Intervention de Sabine Rubin

Séance en hémicycle du mardi 2 juillet 2019 à 15h00
Pour une école de la confiance — Discussion générale

Photo issue du site de l'Assemblée nationale ou de WikipediaSabine Rubin :

L'école est le bon espace pour cela, car elle peut être, elle doit être l'antidote à la brutalité de la société actuelle et non son miroir.

Cela dit, je vous rejoins sur deux points, monsieur le ministre : il faut commencer dès la maternelle et promouvoir une politique pédagogique adaptée à cette ambition.

Oui, il faut commencer dès la maternelle, pour préparer un terrain favorable à l'acquisition des futurs savoirs fondamentaux, et non pour apprendre à lire vite, le plus vite possible, comme un robot, comme vous le suggérez. L'enfant n'est pas un robot.

Quant à la politique pédagogique, elle est nécessaire mais ne doit pas se fonder uniquement sur ce nouveau joujou des neurosciences qui inspire votre livre orange. Si cette pédagogie permet en effet de déchiffrer en six mois – rentabilité et efficacité obligent – , elle ne soucie pas du savoir-lire, et encore moins du plaisir de lire.

En vérité, pour construire la société recherchée, il conviendrait plutôt d'instituer une pédagogie coopérative, celle qui vise à faire progresser l'ensemble d'une classe tout en proposant des méthodes adaptées aux spécificités ou aux difficultés d'apprentissage de certains. Pas d'individualisme, mais de l'entraide et de l'adaptation !

Ce serait là, d'ailleurs, la véritable école inclusive – formule pléonastique, si vous me le permettez, qui rappelle combien l'école est loin d'être conforme à l'idéal des principes républicains qui la fondent et que vous entamez toujours plus. Pour que l'école soit républicaine, et donc inclusive, il faut des enseignants spécialisés, comme ils l'étaient dans feu les RASED – réseaux d'aides spécialisées aux élèves en difficulté – , hautement qualifiés et non formés trop à la va-vite. Il faut aussi des AESH bien formés, et non seulement initiés en soixante heures au sein des PIAL.

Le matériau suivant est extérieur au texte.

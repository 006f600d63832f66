use crate::runtime::nid::Nid;
use crate::runtime::scope::MutexKey;
use thiserror::Error;

/// Consistency faults raised by reservations and their mutex queues.
#[derive(Debug, Error)]
pub enum ReserveError {
    #[error("mutex not found: {0}")]
    MutexNotFound(MutexKey),
    #[error("expression not found: {0}")]
    NodeNotFound(Nid),
    #[error("expression {0} cannot be resumed")]
    NotResumable(Nid),
    #[error("expression {0} cannot be cancelled")]
    NotCancellable(Nid),
    #[error("reserve {0} has no bound mutex")]
    UnboundMutex(Nid),
    #[error("reserve {0} entered without a pending workitem")]
    NoPendingWorkitem(Nid),
    #[error("unknown participant: {0}")]
    UnknownParticipant(String),
}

Ce n'est pas non plus l'aumône de quelques euros à des enseignants de quartiers difficiles ou des heures supplémentaires imposées qui feront la qualité de l'enseignement, mais les temps de concertation et de préparation alloués à ces personnels aujourd'hui assommés par votre bureaucratie libérale, la précarisation de leur statut et leur maigre rétribution. Bien sûr, il faudra ajouter à cet indispensable staff les assistants sociaux, médecins et infirmiers scolaires, aujourd'hui trop peu nombreux, pour aider certaines familles jetées dans la misère. On ne peut apprendre quand on a faim ou que l'on dort dehors – rappelez-vous la pyramide des besoins de Maslow.

Bien sûr, cette école ouvrant une nouvelle ère humaniste cessera de soumettre tout le monde au rituel managérial et stressant de l'évaluation. Mesurer les progressions, oui ; évaluer, non. C'est cela, la bienveillance.

Enfin, que dire de l'égalité républicaine quand ce projet de loi institue des écoles internationales d'excellence, véritables ghettos pour enfants nés du bon côté de la rive ? Il faudrait plutôt encourager la mixité sociale pour une salutaire émancipation de tous, notamment des privilégiés de naissance.

Le temps me manque, monsieur le ministre, pour exposer les absurdités de vos autres réformes au regard des idéaux de liberté et d'égalité. Je pense à la réforme du bac, à celle du lycée, nommé de façon mensongère « lycée des possibles », et à celle du lycée professionnel, que vous prétendez valoriser alors que vous rabougrissez les enseignements de culture générale. Cela dit, toutes ces réformes, y compris le dédoublement des classes de CP, ont le mérite de la cohérence. Elles concourent à un même objectif clairement défini dans le programme de réformes envoyé à la Commission européenne : investir dans les compétences pour une économie du XXIe siècle. Nous y voilà ! Quel aveuglement quand on ne sait même pas ce que seront ces compétences, sinon qu'elles nécessiteront des connaissances, ainsi qu'un esprit critique et éclairé !

Le groupe La France insoumise rejettera ce projet de loi, de même qu'il rejette les finalités que vous donnez à l'éducation et à la société à deux vitesses que votre texte prépare durablement.

Pour autant, monsieur le ministre, je ne perds jamais espoir de vous dessiller. Comme je m'y suis engagée, permettez-moi de vous remettre ces deux volumes, qui contiennent une centaine de témoignages d'enseignants du premier et du second degrés. Ils sont poignants. Puissent-ils vous aider à reprendre pied avec la réalité, et à revoir un jour peut-être votre copie.